2.4. Ebionite Christians (1st-4th Century)

Ebionite Christians believed that all the Jewish Laws had to be obeyed; including the Sabbath and circumcision for all males. As such, they considered St Paul to be the archenemy of Christianity as he taught that people did not have to obey the Law in order to be saved. They believed Jesus was Human, and adopted by God as a perfect sacrifice.
The Ebionites were some of the original Christians: Jews who believed that Jesus was the Messiah. They populated the legendary Jerusalem Church. 'Ebionite' was sometimes used as a term to describe all Christians. Those who we now know of as Pauline Christians opposed the Ebionites, after discovering them and realizing that their beliefs differed. Authors such as Tertullian, Origen of Alexandria, and many other intolerant "heresy-hunters" wrote at great length against the Ebionites. Many of the claims made against them were based on misunderstandings of their beliefs, and many anti-Ebionite claims were plainly ridiculous. Pauline Christians eradicated the Ebionites, burning all of their books (none survived) and harassing and arresting the people until none were left. They edited Luke 2:33 and Luke 2:48 where Joseph was twice called the 'father' of Jesus so that it did not say so, and they also edited Luke 3:22 where it plainly stated, in accordance with Ebionite beliefs, that God adopted Jesus. Pauline Christians, as non-Jewish Romans, handily came across a mistranslated prophecy that said Jesus would be born of a virgin (like other Roman sons-of-gods), adding a whole two chapters to the beginning of Matthew to prove their point. These edits, when they were uncovered, have shown that the Ebionites were treated very cruelly and unfairly, and that the original readings of Matthew and Luke both support Ebionite Christianity, rather than the Pauline Christianity that the West has inherited.
If we were to guess which group was the more austere, holy and godly, we would have to guess it was the Ebionites rather than the Pauline Christians who slaughtered, slandered and oppressed them. Unfortunately the victors get to write history, and it is Pauline Christianity that became the legacy of the Roman Empire. After the fourth century, the Ebionites were vanquished.

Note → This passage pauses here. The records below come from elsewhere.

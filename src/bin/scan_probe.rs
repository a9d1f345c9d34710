use std::env;
use std::time::Instant;

use scanfold::{count_anagrams, fold_series_sum, max_window_cost, series_sum};
use sysinfo::{get_current_pid, ProcessRefreshKind, System};

fn main() {
    let options = match Options::parse(env::args().skip(1)) {
        Ok(opts) => opts,
        Err(err) => {
            eprintln!("scan_probe: {err}");
            Options::print_help();
            std::process::exit(2);
        }
    };

    let mut sys = System::new();
    let mut measurements = Vec::new();

    eprintln!("[1/3] Quota-window scans...");
    measurements.extend(run_quota_window(&options, &mut sys));
    eprintln!("[2/3] Anagram index builds and queries...");
    measurements.extend(run_anagram(&options, &mut sys));
    eprintln!("[3/3] Series sums...");
    measurements.extend(run_series(&options, &mut sys));

    print_summary(&measurements, &options);

    if let Err(err) = options.format.write(&measurements) {
        eprintln!("scan_probe output error: {err}");
        std::process::exit(1);
    }
}

struct Options {
    format: OutputFormat,
    verify_limit: usize,
}

impl Options {
    fn parse<I, T>(mut args: I) -> Result<Self, String>
    where
        I: Iterator<Item = T>,
        T: Into<String>,
    {
        let mut format = OutputFormat::Csv;
        let mut verify_limit = 100_000usize;

        while let Some(arg) = args.next() {
            let arg = arg.into();
            if arg == "--help" || arg == "-h" {
                Options::print_help();
                std::process::exit(0);
            } else if let Some(value) = arg.strip_prefix("--format=") {
                format = OutputFormat::from_str(value)?;
            } else if arg == "--format" {
                let value = args
                    .next()
                    .ok_or_else(|| "missing value after --format".to_string())?
                    .into();
                format = OutputFormat::from_str(&value)?;
            } else if let Some(value) = arg.strip_prefix("--verify-limit=") {
                verify_limit = value
                    .parse::<usize>()
                    .map_err(|_| "verify limit must be a positive integer".to_string())?;
            } else if arg == "--verify-limit" {
                let value = args
                    .next()
                    .ok_or_else(|| "missing value after --verify-limit".to_string())?
                    .into();
                verify_limit = value
                    .parse::<usize>()
                    .map_err(|_| "verify limit must be a positive integer".to_string())?;
            } else {
                return Err(format!("unrecognized argument '{arg}'"));
            }
        }

        Ok(Self {
            format,
            verify_limit,
        })
    }

    fn print_help() {
        println!(
            "\
Usage: cargo run --bin scan_probe [-- <options>]

Options:
  --format <csv|table|json>     Output format (default: csv)
  --verify-limit <N>            Maximum input size to verify against a reference (default: 100000)
  -h, --help                    Print this help message

Examples:
  cargo run --bin scan_probe
  cargo run --bin scan_probe -- --format table --verify-limit 10000
"
        );
    }
}

#[derive(Copy, Clone)]
enum OutputFormat {
    Csv,
    Table,
    Json,
}

impl OutputFormat {
    fn from_str(value: &str) -> Result<Self, String> {
        match value {
            "csv" => Ok(Self::Csv),
            "table" => Ok(Self::Table),
            "json" => Ok(Self::Json),
            other => Err(format!("unknown format '{other}'")),
        }
    }

    fn write(self, measurements: &[Measurement]) -> Result<(), String> {
        match self {
            OutputFormat::Csv => write_csv(measurements),
            OutputFormat::Table => write_table(measurements),
            OutputFormat::Json => write_json(measurements),
        }
    }
}

#[derive(Clone)]
struct Measurement {
    scenario: &'static str,
    size_desc: String,
    wall_s: f64,
    rss_delta_kib: u64,
    verification_status: VerificationStatus,
    verification_detail: Option<String>,
}

#[derive(Clone, Copy)]
enum VerificationStatus {
    NotChecked,
    Passed,
    Failed,
}

impl VerificationStatus {
    fn label(&self) -> &'static str {
        match self {
            VerificationStatus::NotChecked => "not_checked",
            VerificationStatus::Passed => "passed",
            VerificationStatus::Failed => "failed",
        }
    }
}

fn run_quota_window(options: &Options, sys: &mut System) -> Vec<Measurement> {
    const SIZES: &[usize] = &[1_000, 10_000, 100_000, 1_000_000];
    const QUOTA: usize = 4;

    SIZES
        .iter()
        .map(|&len| {
            measure("quota_window", format!("len={len}"), sys, || {
                let costs = probe_costs(len);
                let labels = probe_labels(len);
                let best = max_window_cost(&costs, &labels, QUOTA);

                if len <= options.verify_limit {
                    let baseline = segmented_max_cost(&costs, &labels, QUOTA);
                    if baseline == best {
                        (VerificationStatus::Passed, None)
                    } else {
                        (
                            VerificationStatus::Failed,
                            Some(format!("expected {baseline}, got {best}")),
                        )
                    }
                } else {
                    (VerificationStatus::NotChecked, None)
                }
            })
        })
        .collect()
}

fn run_anagram(options: &Options, sys: &mut System) -> Vec<Measurement> {
    const SIZES: &[usize] = &[1_000, 10_000, 100_000];
    const QUERIES: usize = 200;

    SIZES
        .iter()
        .map(|&len| {
            measure("anagram", format!("dict={len},queries={QUERIES}"), sys, || {
                let dictionary = probe_words(len, 0);
                let queries = probe_words(QUERIES, 7);
                let counts = count_anagrams(&dictionary, &queries);

                if len <= options.verify_limit {
                    let baseline = naive_anagram_counts(&dictionary, &queries);
                    if baseline == counts {
                        (VerificationStatus::Passed, None)
                    } else {
                        (
                            VerificationStatus::Failed,
                            Some("counts diverge from naive reference".to_string()),
                        )
                    }
                } else {
                    (VerificationStatus::NotChecked, None)
                }
            })
        })
        .collect()
}

fn run_series(options: &Options, sys: &mut System) -> Vec<Measurement> {
    const SIZES: &[i32] = &[1_000, 100_000, 10_000_000, 2_000_000_000];

    SIZES
        .iter()
        .map(|&n| {
            measure("series_sum", format!("n={n}"), sys, || {
                let closed = series_sum(n);

                if n as usize <= options.verify_limit {
                    let baseline = fold_series_sum(n);
                    if baseline == closed {
                        (VerificationStatus::Passed, None)
                    } else {
                        (
                            VerificationStatus::Failed,
                            Some(format!("expected {baseline}, got {closed}")),
                        )
                    }
                } else {
                    (VerificationStatus::NotChecked, None)
                }
            })
        })
        .collect()
}

/// Independent quota-window reference: locate day boundaries first, then sum
/// each completed segment.
fn segmented_max_cost(costs: &[i64], labels: &[String], quota: usize) -> i64 {
    let mut boundaries = Vec::new();
    let mut legal = 0usize;
    for (i, label) in labels.iter().enumerate() {
        if label == "legal" {
            legal += 1;
        }
        if legal == quota {
            boundaries.push(i);
            legal = 0;
        }
    }

    let mut best = 0i64;
    let mut start = 0usize;
    for &end in &boundaries {
        let day: i64 = costs[start..=end].iter().sum();
        best = best.max(day);
        start = end + 1;
    }
    best
}

/// Per-query O(dictionary) reference that never builds a table.
fn naive_anagram_counts(dictionary: &[String], queries: &[String]) -> Vec<u32> {
    fn sorted(s: &str) -> Vec<char> {
        let mut chars: Vec<char> = s.chars().collect();
        chars.sort_unstable();
        chars
    }
    queries
        .iter()
        .map(|q| {
            let key = sorted(q);
            dictionary.iter().filter(|w| sorted(w) == key).count() as u32
        })
        .collect()
}

fn probe_costs(len: usize) -> Vec<i64> {
    (0..len).map(|i| (i % 23 + 1) as i64).collect()
}

fn probe_labels(len: usize) -> Vec<String> {
    (0..len)
        .map(|i| {
            if i % 3 == 2 {
                "legal".to_string()
            } else {
                "illegal".to_string()
            }
        })
        .collect()
}

fn probe_words(len: usize, offset: usize) -> Vec<String> {
    const LETTERS: &[u8] = b"anagrmk";
    (0..len)
        .map(|i| {
            let mut v = i * 31 + offset;
            let word_len = v % 6 + 1;
            (0..word_len)
                .map(|_| {
                    let ch = LETTERS[v % LETTERS.len()] as char;
                    v /= LETTERS.len();
                    ch
                })
                .collect()
        })
        .collect()
}

fn measure<F>(
    scenario: &'static str,
    size_desc: String,
    sys: &mut System,
    compute: F,
) -> Measurement
where
    F: FnOnce() -> (VerificationStatus, Option<String>),
{
    let before = rss_kib(sys);
    let start = Instant::now();
    let (status, detail) = compute();
    let duration = start.elapsed();
    let after = rss_kib(sys);

    eprintln!(
        "      {scenario} ({size_desc}): {:.3}s, status={}",
        duration.as_secs_f64(),
        status.label()
    );

    Measurement {
        scenario,
        size_desc,
        wall_s: duration.as_secs_f64(),
        rss_delta_kib: after.saturating_sub(before),
        verification_status: status,
        verification_detail: detail,
    }
}

fn print_summary(measurements: &[Measurement], options: &Options) {
    let mut passed = 0;
    let mut failed = 0;
    let mut not_checked = 0;
    for m in measurements {
        match m.verification_status {
            VerificationStatus::Passed => passed += 1,
            VerificationStatus::Failed => failed += 1,
            VerificationStatus::NotChecked => not_checked += 1,
        }
    }

    eprintln!();
    eprintln!(
        "Summary: {} passed, {} failed, {} above --verify-limit {}",
        passed, failed, not_checked, options.verify_limit
    );
    for m in measurements {
        if matches!(m.verification_status, VerificationStatus::Failed) {
            eprintln!(
                "  failed: {} ({}): {}",
                m.scenario,
                m.size_desc,
                m.verification_detail.as_deref().unwrap_or("")
            );
        }
    }
    eprintln!();
}

fn write_csv(measurements: &[Measurement]) -> Result<(), String> {
    println!("scenario,size_desc,wall_s,rss_delta_kib,verification_status,verification_detail");
    for m in measurements {
        let detail = m
            .verification_detail
            .as_ref()
            .map(|s| s.replace('"', "'"))
            .unwrap_or_default();
        println!(
            "{},{},{:.3},{},{},\"{}\"",
            m.scenario,
            m.size_desc,
            m.wall_s,
            m.rss_delta_kib,
            m.verification_status.label(),
            detail
        );
    }
    Ok(())
}

fn write_table(measurements: &[Measurement]) -> Result<(), String> {
    let mut col1 = "scenario".len();
    let mut col2 = "size".len();
    for m in measurements {
        col1 = col1.max(m.scenario.len());
        col2 = col2.max(m.size_desc.len());
    }

    println!(
        "{:<col1$}  {:<col2$}  {:>12}  {:>14}  {:>12}",
        "scenario",
        "size",
        "wall_s",
        "rss_delta_kib",
        "status",
        col1 = col1,
        col2 = col2
    );
    for m in measurements {
        println!(
            "{:<col1$}  {:<col2$}  {:>12.3}  {:>14}  {:>12}",
            m.scenario,
            m.size_desc,
            m.wall_s,
            m.rss_delta_kib,
            m.verification_status.label(),
            col1 = col1,
            col2 = col2
        );
    }
    Ok(())
}

fn write_json(measurements: &[Measurement]) -> Result<(), String> {
    println!("[");
    for (idx, m) in measurements.iter().enumerate() {
        let detail = m.verification_detail.as_ref().map(|s| s.replace('"', "'"));
        println!(
            "  {{\"scenario\":\"{}\",\"size\":\"{}\",\"wall_s\":{:.3},\"rss_delta_kib\":{},\"verification\":{{\"status\":\"{}\",\"detail\":{}}}}}{}",
            m.scenario,
            m.size_desc,
            m.wall_s,
            m.rss_delta_kib,
            m.verification_status.label(),
            match detail {
                Some(ref d) => format!("\"{d}\""),
                None => "null".to_string(),
            },
            if idx + 1 == measurements.len() { "" } else { "," }
        );
    }
    println!("]");
    Ok(())
}

fn rss_kib(sys: &mut System) -> u64 {
    sys.refresh_processes_specifics(ProcessRefreshKind::new());
    if let Some(process) = get_current_pid().ok().and_then(|pid| sys.process(pid)) {
        process.memory() / 1024
    } else {
        0
    }
}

2.5. Gnosticism (1st-7th Century)15

Gnosticism is an ancient religion stemming from the first century (approximately), and is an alternative messiah-religion that shares many features with Christianity. An inferior angelic being created the Earth, and this being is a hindrance to spiritual development. Many Gnostic schools taught that the Hebrew Scriptures were the religious creation of this inferior god. To trick this god out of power, a saviour was sent by the true god, and the sacrifice of this innocent man undermined the power of the old god, allowing the possibility for people to become saved and align themselves with the true god. Gnosticism was heavily attacked by the first Christian anti-heresy writers. Some authors such as Freke & Gandy (1999) argue that Christianity as we know it is a shallow version of Gnosticism which has mistaken symbolic stories for real ones16, whereas many academics find that the historical and archaeological evidence is unclear: Christianity and gnosticism are related, but, and although we don't yet know which one came first, it seems that early Christianity was much more Gnostic than it is now, and perhaps the gnostic/literalist divide simply didn't exist for the first two centuries of Christian history. By the 7th century, literalist Christians had overwhelmed Gnosticism and related forms of Christianity, leaving us with modern Trinitarian Christianity.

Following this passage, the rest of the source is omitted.